Knowing All about Hunan

Monkeypox: Here's how China plans to treat it

Updated:2022-06-16 15:48:49

Test tubes labelled "Monkeypox virus positive and negative" are seen in this illustration taken May 23, 2022. 

Though there has been no monkeypox cases in China yet, the country's health authority has issued guidelines on how to identify and treat the cases when they emerge.

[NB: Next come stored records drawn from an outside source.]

//! Mail delivery with a local file fallback.

use crate::config::{ClipperConfig, SmtpSettings};
use crate::digest::DIGEST_TITLE;
use crate::time::{TimeNormalizer, KST_OFFSET_HOURS};
use crate::types::{ClipperError, Result};
use chrono::{Local, NaiveDate};
use lettre::message::{header::ContentType, Mailbox, MultiPart, SinglePart};
use lettre::transport::smtp::authentication::Credentials;
use lettre::{AsyncSmtpTransport, AsyncTransport, Message, Tokio1Executor};
use std::path::{Path, PathBuf};
use std::time::Duration;
use tracing::{error, info, warn};

#[derive(Debug, Clone, PartialEq, Eq)]
pub enum DeliveryOutcome {
    Sent { recipient: String },
    SavedToFile { path: PathBuf },
}

/// `news_clip_<YYYYMMDD>.html`
pub fn fallback_file_name(date: NaiveDate) -> String {
    format!("news_clip_{}.html", date.format("%Y%m%d"))
}

pub struct Mailer {
    smtp: SmtpSettings,
    recipient: Option<String>,
    output_dir: PathBuf,
    time: TimeNormalizer,
}

impl Mailer {
    pub fn from_config(config: &ClipperConfig) -> Self {
        Self {
            smtp: config.smtp.clone(),
            recipient: config.recipient.clone(),
            output_dir: config.output_dir.clone(),
            time: config.time_normalizer(),
        }
    }

    pub fn output_dir(&self) -> &Path {
        &self.output_dir
    }

    /// Mail the digest, or write it to the output directory when settings are
    /// missing or sending fails. Only a failed file write is an error.
    pub async fn deliver(&self, html: &str, text: &str) -> Result<DeliveryOutcome> {
        let (sender, password, recipient) = match (
            self.smtp.sender.as_deref(),
            self.smtp.password.as_deref(),
            self.recipient.as_deref(),
        ) {
            (Some(sender), Some(password), Some(recipient)) => (sender, password, recipient),
            _ => {
                info!("Mail settings incomplete, running in local mode");
                return self.save_to_file(html).await;
            }
        };

        match self.send(sender, password, recipient, html, text).await {
            Ok(()) => {
                info!(to = %recipient, "Email sent successfully");
                Ok(DeliveryOutcome::Sent {
                    recipient: recipient.to_string(),
                })
            }
            Err(e) => {
                error!(kind = ?e.kind(), "Email delivery failed: {}", e);
                warn!("Saving the digest to a file instead");
                self.save_to_file(html).await
            }
        }
    }

    async fn send(
        &self,
        sender: &str,
        password: &str,
        recipient: &str,
        html: &str,
        text: &str,
    ) -> Result<()> {
        let from: Mailbox = sender.parse()?;
        let to: Mailbox = recipient.parse()?;

        let email = Message::builder()
            .from(from)
            .to(to)
            .subject(self.subject())
            .message_id(Some(message_id()))
            .multipart(
                MultiPart::alternative()
                    .singlepart(
                        SinglePart::builder()
                            .header(ContentType::TEXT_PLAIN)
                            .body(text.to_string()),
                    )
                    .singlepart(
                        SinglePart::builder()
                            .header(ContentType::TEXT_HTML)
                            .body(html.to_string()),
                    ),
            )?;

        let mailer: AsyncSmtpTransport<Tokio1Executor> =
            AsyncSmtpTransport::<Tokio1Executor>::starttls_relay(&self.smtp.server)?
                .port(self.smtp.port)
                .credentials(Credentials::new(sender.to_string(), password.to_string()))
                .timeout(Some(Duration::from_secs(self.smtp.timeout_seconds)))
                .build();

        mailer.send(email).await?;
        Ok(())
    }

    /// Subject carries both the host's local time and the display-zone time.
    pub fn subject(&self) -> String {
        let zone = if self.time.offset().local_minus_utc() == KST_OFFSET_HOURS * 3600 {
            "KST".to_string()
        } else {
            self.time.now().format("UTC%:z").to_string()
        };
        format!(
            "{} - 실행시각: {} | {}: {}",
            DIGEST_TITLE,
            Local::now().format("%Y.%m.%d %H:%M"),
            zone,
            self.time.now().format("%Y.%m.%d %H:%M"),
        )
    }

    pub async fn save_to_file(&self, html: &str) -> Result<DeliveryOutcome> {
        tokio::fs::create_dir_all(&self.output_dir).await?;
        let path = self
            .output_dir
            .join(fallback_file_name(Local::now().date_naive()));

        tokio::fs::write(&path, html).await.map_err(|e| {
            error!("Failed to write digest to {}: {}", path.display(), e);
            ClipperError::Io(e)
        })?;

        info!("Saved news clipping to {}", path.display());
        Ok(DeliveryOutcome::SavedToFile { path })
    }
}

fn message_id() -> String {
    format!("<news-{}@korean-news-clipper>", Local::now().format("%Y%m%d-%H%M%S"))
}

#[cfg(test)]
mod tests {
    use super::*;

    #[test]
    fn fallback_name_uses_compact_date() {
        let date = NaiveDate::from_ymd_opt(2026, 10, 19).unwrap();
        assert_eq!(fallback_file_name(date), "news_clip_20261019.html");
    }

    #[test]
    fn message_id_is_bracketed() {
        let id = message_id();
        assert!(id.starts_with("<news-"));
        assert!(id.ends_with("@korean-news-clipper>"));
    }

    #[test]
    fn subject_names_the_zone() {
        let mailer = Mailer::from_config(&ClipperConfig::default());
        let subject = mailer.subject();
        assert!(subject.starts_with(DIGEST_TITLE));
        assert!(subject.contains("| KST: "));

        let mut config = ClipperConfig::default();
        config.display_offset = chrono::FixedOffset::west_opt(5 * 3600).unwrap();
        assert!(Mailer::from_config(&config).subject().contains("| UTC-05:00: "));
    }
}
pub mod registry;
pub mod rss_feed;

pub use registry::SourceRegistry;
pub use rss_feed::RssFeedFetcher;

China's National Health Commission disclosed on Wednesday that they have distributed the guidelines to local health authorities on June 10.

The guidelines said that monkeypox cases can be confirmed through viral culture or nucleic acid test like COVID-19.

Some symptoms of monkeypox may look like chickenpox, herpes simplex, measles and dengue fever but they are not at all the same diseases, the guidelines said.

People can catch the disease through close contact with patients, droplet from patients, contact with infected objects and vertical transmission from mother to children.

Infection through sex is not ruled out, said the guidelines.

All kinds of people are prone to infection, while those vaccinated against smallpox may have some level of immunity.

Incubation period of the monkeypox virus ranges from five to 21 days. Patients may initially have fever, with body temperature above 38.5 degrees Celsius. One to three days later, the patients may find rashes on their faces, which will then spread to limbs.

Though there's not a specific drug for monkeypox, there are four kinds of treatment that will help the patients recover, including supportive therapy, treatment of complications, supportive psychotherapy and traditional Chinese medicine, according to the guidelines.

The guidelines also said that all suspected cases and confirmed cases should be isolated to prevent further infections.

More than 1,300 cases of the viral disease have been reported by about 30 countries, mostly in Europe, since early May.